Pour deux hommes qui ont pourtant bien peu d’atomes crochus, Justin Trudeau et Blaine Higgs adoptent des stratégies décidément bien similaires.
La différence est que le gouvernement Higgs avait pris la peine de se manufacturer une petite crise politique durant l’été 2020 avant de demander à la lieutenante-gouverneure de dissoudre l’Assemblée législative.
Souvenez-vous. Il avait ordonné aux trois autres chefs de partis (le libéral Kevin Vickers, le vert David Coon et l’allianciste Kris Austin) de lui accorder carte blanche. Ils devaient s’engager à ne pas faire tomber le gouvernement pendant au moins deux autres années ou jusqu’à la fin de la pandémie.
S’en était ensuite suivi un simulacre de négociations, à la suite desquelles Blaine Higgs avait soutenu ne plus avoir le choix d’en appeler aux électeurs. Nous connaissons la suite. Les progressistes-conservateurs ont réalisé plusieurs gains électoraux. Leur gouvernement minoritaire est devenu majoritaire.

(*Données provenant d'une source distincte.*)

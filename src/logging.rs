//! `tracing` subscriber setup for the shell.
//!
//! - `SAP_ASSIST_LOG` or `RUST_LOG`: filter directives (e.g. `mabot_api=debug,warn`)
//! - `SAP_ASSIST_LOG_FORMAT`: `pretty`, `compact` or `json`
//!
//! Logs go to stderr; stdout belongs to the conversation.

use std::io;

use tracing_subscriber::{fmt, prelude::*, EnvFilter};

pub const ENV_LOG: &str = "SAP_ASSIST_LOG";
pub const ENV_LOG_FORMAT: &str = "SAP_ASSIST_LOG_FORMAT";
pub const DEFAULT_FILTER: &str = "sap_assist=info,mabot_api=info,warn";

#[derive(Debug, Clone, Copy, PartialEq, Eq, Default)]
pub enum LogFormat {
    #[default]
    Pretty,
    Compact,
    Json,
}

impl LogFormat {
    /// Case-insensitive; anything unrecognised is `Pretty`.
    pub fn parse(value: &str) -> Self {
        match value.trim().to_ascii_lowercase().as_str() {
            "json" => Self::Json,
            "compact" => Self::Compact,
            _ => Self::Pretty,
        }
    }
}

#[derive(Debug, Clone, PartialEq, Eq)]
pub struct LogConfig {
    pub filter: String,
    pub format: LogFormat,
    pub with_target: bool,
}

impl Default for LogConfig {
    fn default() -> Self {
        Self {
            filter: DEFAULT_FILTER.to_owned(),
            format: LogFormat::Pretty,
            with_target: true,
        }
    }
}

impl LogConfig {
    pub fn from_env() -> Self {
        let filter = std::env::var(ENV_LOG)
            .or_else(|_| std::env::var("RUST_LOG"))
            .ok()
            .filter(|value| !value.trim().is_empty())
            .unwrap_or_else(|| DEFAULT_FILTER.to_owned());
        let format = std::env::var(ENV_LOG_FORMAT)
            .map(|value| LogFormat::parse(&value))
            .unwrap_or_default();

        Self {
            filter,
            format,
            ..Self::default()
        }
    }
}

/// Installs the global subscriber. Later calls are no-ops.
pub fn init(config: &LogConfig) {
    let env_filter =
        EnvFilter::try_new(&config.filter).unwrap_or_else(|_| EnvFilter::new(DEFAULT_FILTER));
    let registry = tracing_subscriber::registry().with(env_filter);

    let _ = match config.format {
        LogFormat::Json => registry
            .with(
                fmt::layer()
                    .json()
                    .with_writer(io::stderr)
                    .with_target(config.with_target),
            )
            .try_init(),
        LogFormat::Compact => registry
            .with(
                fmt::layer()
                    .compact()
                    .with_writer(io::stderr)
                    .with_target(config.with_target),
            )
            .try_init(),
        LogFormat::Pretty => registry
            .with(
                fmt::layer()
                    .pretty()
                    .with_writer(io::stderr)
                    .with_target(config.with_target),
            )
            .try_init(),
    };
}

pub fn init_from_env() {
    init(&LogConfig::from_env());
}

#[cfg(test)]
mod tests {
    use super::*;
    use crate::config::tests::{env_lock, set_env_guard};

    #[test]
    fn log_format_parsing() {
        assert_eq!(LogFormat::parse("json"), LogFormat::Json);
        assert_eq!(LogFormat::parse(" JSON "), LogFormat::Json);
        assert_eq!(LogFormat::parse("compact"), LogFormat::Compact);
        assert_eq!(LogFormat::parse("pretty"), LogFormat::Pretty);
        assert_eq!(LogFormat::parse("loud"), LogFormat::Pretty);
    }

    #[test]
    fn filter_prefers_app_variable_over_rust_log() {
        let _lock = env_lock();
        let _g1 = set_env_guard(ENV_LOG, Some("mabot_api=debug"));
        let _g2 = set_env_guard("RUST_LOG", Some("trace"));
        let _g3 = set_env_guard(ENV_LOG_FORMAT, Some("json"));

        let config = LogConfig::from_env();
        assert_eq!(config.filter, "mabot_api=debug");
        assert_eq!(config.format, LogFormat::Json);
    }

    #[test]
    fn filter_defaults_when_unset() {
        let _lock = env_lock();
        let _g1 = set_env_guard(ENV_LOG, None);
        let _g2 = set_env_guard("RUST_LOG", None);
        let _g3 = set_env_guard(ENV_LOG_FORMAT, None);

        assert_eq!(LogConfig::from_env(), LogConfig::default());
    }
}
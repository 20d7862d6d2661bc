use std::fs;

use mabot_api::{FileStore, KeyValueStore, MemoryStore, StorageError};

#[test]
fn memory_store_set_get_remove() {
    let store = MemoryStore::new();
    assert!(store.get("k").is_none());

    store.set("k", "v").expect("set");
    assert_eq!(store.get("k").as_deref(), Some("v"));

    store.remove("k").expect("remove");
    assert!(store.get("k").is_none());
    store.remove("k").expect("removing a missing key is a no-op");
}

#[test]
fn file_store_persists_across_reopen() {
    let dir = tempfile::tempdir().expect("tempdir should be created");
    let path = dir.path().join("state").join("credentials.json");

    let store = FileStore::open(&path).expect("missing file opens empty");
    store.set("mabot_access_token", "a1").expect("set access");
    store.set("mabot_refresh_token", "r1").expect("set refresh");
    store.remove("mabot_access_token").expect("remove access");

    let reopened = FileStore::open(&path).expect("reopen");
    assert!(reopened.get("mabot_access_token").is_none());
    assert_eq!(reopened.get("mabot_refresh_token").as_deref(), Some("r1"));
}

#[test]
fn file_store_rejects_malformed_json() {
    let dir = tempfile::tempdir().expect("tempdir should be created");
    let path = dir.path().join("broken.json");
    fs::write(&path, "{not json").expect("write broken file");

    let error = FileStore::open(&path).expect_err("malformed file must fail");
    assert!(matches!(error, StorageError::Json { .. }));
}

#[test]
fn file_store_treats_blank_file_as_empty() {
    let dir = tempfile::tempdir().expect("tempdir should be created");
    let path = dir.path().join("blank.json");
    fs::write(&path, "  \n").expect("write blank file");

    let store = FileStore::open(&path).expect("blank file opens empty");
    assert!(store.get("anything").is_none());
}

Pour sa part, Justin Trudeau ne s’est pas donné la peine de faire de tels pas de côté. Le gouvernement libéral a beau être minoritaire, il est bien en selle au Parlement. Il a fait adopter son budget au printemps, lequel comprenait notamment une mesure phare : la création d’un programme national de garderies à 10 $, au coût d’environ 30 milliards $.
Sa stabilité n’est pas compromise. Rien n’est survenu au cours des derniers mois qui laisserait présager le contraire.
Alors, pourquoi cette tentation d’aller aux urnes, alors que la loi prévoit que le prochain scrutin ne devra avoir lieu que le 16 octobre 2023? Parce que Justin Trudeau et ses stratèges politiques estiment qu’il n’y aura pas de meilleur moment pour obtenir une majorité, tout simplement.
Il faut dire que malgré la loi, les politiciens ne perdent pas le pouvoir de demander la dissolution de la Chambre des communes ou de l’Assemblée législative. Des recours judiciaires pour empêcher cela de survenir ont échoué devant les tribunaux.
Les libéraux fédéraux ne seront ni les premiers, ni les derniers à provoquer un scrutin avant la date pourtant prévue par la loi. Une dizaine de campagnes électorales ont ainsi été déclenchées prématurément en dépit d’une loi sur les élections à date fixe, selon un recensement effectué par Le Devoir.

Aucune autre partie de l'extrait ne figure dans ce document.